═════ Recorded data ═════

pub fn render_table(table: &Table) -> String {
    if table.width() == 0 {
        return "Empty DataFrame\nColumns: []".to_string();
    }
    let rows = visible_rows(table.height());
    let mut grid: Vec<Vec<String>> = Vec::with_capacity(rows.len() + 1);
    let mut header = vec![String::new()];
    header.extend(table.column_names());
    grid.push(header);
    for row in &rows {
        let line = match row {
            Some(i) => std::iter::once(i.to_string())
                .chain(table.columns().iter().map(|(_, data)| cell_display(&data.get(*i))))
                .collect(),
            None => vec!["...".to_string(); table.width() + 1],
        };
        grid.push(line);
    }
    let widths: Vec<usize> = (0..=table.width())
        .map(|c| grid.iter().map(|line| line[c].chars().count()).max().unwrap_or(0))
        .collect();
    let mut out: Vec<String> = grid
        .iter()
        .map(|line| {
            line.iter()
                .zip(&widths)
                .enumerate()
                .map(|(c, (cell, width))| {
                    if c == 0 {
                        format!("{cell:<width$}")
                    } else {
                        format!("{cell:>width$}")
                    }
                })
                .collect::<Vec<_>>()
                .join("  ")
                .trim_end()
                .to_string()
        })
        .collect();
    if table.height() > DISPLAY_ROWS {
        out.push(String::new());
        out.push(format!("[{} rows x {} columns]", table.height(), table.width()));
    }
    out.join("\n")
}

pub fn render_series(series: &SeriesValue) -> String {
    let rows = visible_rows(series.len());
    let index_width = series.len().saturating_sub(1).to_string().len();
    let mut out: Vec<String> = rows
        .iter()
        .map(|row| match row {
            Some(i) => format!("{i:<index_width$}    {}", cell_display(&series.data.get(*i))),
            None => "...".to_string(),
        })
        .collect();
    let name = series
        .name
        .as_ref()
        .map(|name| format!("Name: {name}, "))
        .unwrap_or_default();
    out.push(format!("{name}dtype: {}", series.data.dtype_name()));
    out.join("\n")
}

#[derive(Debug, Default)]
struct Spec {
    fill: Option<char>,
    align: Option<char>,
    sign: Option<char>,
    zero: bool,
    width: Option<usize>,
    grouping: Option<char>,
    precision: Option<usize>,
    kind: Option<char>,
}

/// Widest padding or precision a format spec may request.
const MAX_FIELD_WIDTH: usize = 1 << 20;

═════

* Problem details *
Every line from the one with "line.iter()" to the end of the records above should be returned exactly, and no other lines.

* Answer space *
            line.iter()
                .zip(&widths)
                .enumerate()
                .map(|(c, (cell, width))| {
                    if c == 0 {
                        format!("{cell:<width$}")
                    } else {
                        format!("{cell:>width$}")
                    }
                })
                .collect::<Vec<_>>()
                .join("  ")
                .trim_end()
                .to_string()
        })
        .collect();
    if table.height() > DISPLAY_ROWS {
        out.push(String::new());
        out.push(format!("[{} rows x {} columns]", table.height(), table.width()));
    }
    out.join("\n")
}

pub fn render_series(series: &SeriesValue) -> String {
    let rows = visible_rows(series.len());
    let index_width = series.len().saturating_sub(1).to_string().len();
    let mut out: Vec<String> = rows
        .iter()
        .map(|row| match row {
            Some(i) => format!("{i:<index_width$}    {}", cell_display(&series.data.get(*i))),
            None => "...".to_string(),
        })
        .collect();
    let name = series
        .name
        .as_ref()
        .map(|name| format!("Name: {name}, "))
        .unwrap_or_default();
    out.push(format!("{name}dtype: {}", series.data.dtype_name()));
    out.join("\n")
}

#[derive(Debug, Default)]
struct Spec {
    fill: Option<char>,
    align: Option<char>,
    sign: Option<char>,
    zero: bool,
    width: Option<usize>,
    grouping: Option<char>,
    precision: Option<usize>,
    kind: Option<char>,
}

/// Widest padding or precision a format spec may request.
const MAX_FIELD_WIDTH: usize = 1 << 20;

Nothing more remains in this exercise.